Let’s Have a Fair


Haber about to simply walk away at the Rome art fair.

Last weekend, Rome had its first contemporary art fair—beautiful palazzi filled with thousands of artists crammed into booths waiting for a buyer. Given the fact that I have a hard enough time sharing concert programs with another living composer, I shudder at the thought of being treated like an item at the supermarket, buyers milling about searching for something that will go with their wallpaper.

On the other hand, people go to art fairs, and with their checkbooks in hand. Such fairs are nothing new in the history of commoditizing art. But the festive atmosphere certainly has a way of subverting the lofty air of “respectability” associated with the noble occupation, stringently reinforced inside the walls of museums and galleries. However, the problem—if it is a problem—may rest solely on the shoulders of artists. Do buyers see anything wrong with walking up and down aisles shopping for something they like?

Why isn’t this happening in the new music world? Is our club still too exclusive? Why not have a composer fair? Some of us would have to suck it up a bit, actually talk to regular folk, not just conductors and concert organizers but doctors, teachers, taxi drivers—who may not know much about new music, simply that they would like a piano duet or trio written for their 12-year-old daughter.

When I go to art fairs I get inspired. So much bad, some good, a little great; all in one space, all new, fresh, exciting. And if I hate a piece, I can simply walk away. I wholeheartedly believe that the time is ripe for us—art music is on the upswing, it’s becoming cool again (or rather, for the first time). Let’s sell some music!

9 thoughts on “Let’s Have a Fair

  1. curioman

    Registration
    Where’s the booth signup URL? And how many mp3s can I upload for the listening stations?

    Reply
  2. Lisa X

    SXSW
    We have lots of fairs! All you gotta do is get your act together and go. I’m going to this one in a few days: http://sxsw.com/ I know I know it’s a whole different scene and all the other excuses. But I’m convinced the barriers are one sided and agoraphobic.

    Reply
  3. philmusic

    We got a lot o’ festivals up North in the Twin Cities. Including a couple of “arts crawls” that include New Music and all kinds of stuff. Various fringe festivals feature many works that include some of us. Anyway—Come with! Be bold–get into the cold!

    Ish!

    Phil Fried

    Reply
  4. philmusic

    Mr. Coll, since you were just at the Spark Festival here in MN I wondering if you might enlighten us as to the difference between Spark and what Mr. Haber is suggesting? It seems that you disapprove of his idea.

    Phil Fried

    Reply
  5. davidcoll

    sadly i wasn’t able to attend even the majority of spark events, being rather busy w/my technical setup. In addition, spark was my first us festival experience..

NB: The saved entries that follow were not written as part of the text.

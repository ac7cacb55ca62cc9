//! Deterministic `TestSpec` → pytest source.

use crate::heuristic::TestSpec;

pub const GENERATED_DIR: &str = "tests/generated";

/// `pkg/sub/mod.py` → `tests/generated/test_pkg_sub_mod.py`.
pub fn destination_path(source_path: &str) -> String {
    format!("{GENERATED_DIR}/test_{}", source_path.replace('/', "_"))
}

/// Dotted import path for a workspace-relative source file.
pub fn module_path(source_path: &str) -> String {
    let stem = source_path.strip_suffix(".py").unwrap_or(source_path);
    let stem = stem.strip_suffix("/__init__").unwrap_or(stem);
    stem.replace('/', ".")
}

/// A Python string literal for `s`.
fn py_str(s: &str) -> String {
    serde_json::to_string(s).unwrap_or_else(|_| "\"\"".to_string())
}

pub fn render_tests(module: &str, specs: &[TestSpec]) -> String {
    let mut out = String::new();
    out.push_str("import pytest\n");
    out.push_str("from hypothesis import given, strategies as st\n");
    out.push_str(&format!("import {module} as module\n"));

    for spec in specs {
        out.push_str("\n\n");
        match spec {
            TestSpec::Smoke { function, arity } => {
                let args = vec!["0"; *arity].join(", ");
                out.push_str(&format!("def test_{function}_smoke():\n"));
                out.push_str("    try:\n");
                out.push_str(&format!("        _ = module.{function}({args})\n"));
                out.push_str("    except Exception as e:\n");
                out.push_str("        pytest.fail(f'unexpected error: {e}')\n");
            }
            TestSpec::Property { function } => {
                out.push_str("@given(st.integers())\n");
                out.push_str(&format!("def test_{function}_property(x):\n"));
                out.push_str(&format!("    module.{function}(x)\n"));
            }
        }
    }
    out
}

/// Stand-in for a source that could not be parsed: valid, collectable,
/// skipped, and without importing the broken module.
pub fn render_skeleton(source_path: &str) -> String {
    format!(
        "import pytest\n\n\n@pytest.mark.skip(reason={})\ndef test_placeholder():\n    pass\n",
        py_str(&format!("could not parse {source_path}"))
    )
}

    the point that i was alluding to w/my earlier comment is just pointing out the obvious- that art can be a decoration while the music we composers usually value can’t. I don’t think art should be treated as such- well maybe some. If there emerges a “market” where commissions for chamber music become popular, i’d personally shy away from things that pop music or ambient music, “musak” etc do for public spaces such as malls, doctors offices, etc. Functional things, you know? I shy away from that, concentrating on quiet places.

    this does put me at odds with some of the spark events, since breaking away from the concert hall is crucial to the spark festival experience. I found myself barraged by music on all ends- even between the pieces during some concerts. Personally I wanted more silence, between and within many of the pieces in the concerts…

    am i being clear enough? hope this helps. oh, and call me dave- Phil, were you at the spark festival? What do you think?

    Reply
  6. philmusic

    Thank you David, you are very clear and I think your post explains your point of view. Since one can disagree to anything in a single word sometimes when trying to be succinct our point is lost.

    For myself, I have been part of several Cage-ian “music circuses” and enjoyed performing in them.

    Questions of exclusivity/inclusiveness in music festivals bring us into the realms of art and musical politics and that is too large a question to be answered here.

    I can sympathize with your set up problems since I sometimes work with analog equipment in my performances—I know a 30 minuet set up for a 10-minuet performance- Yikkes. I was not at spark this year but I heard some of your music samples on line and was much impressed with your sound.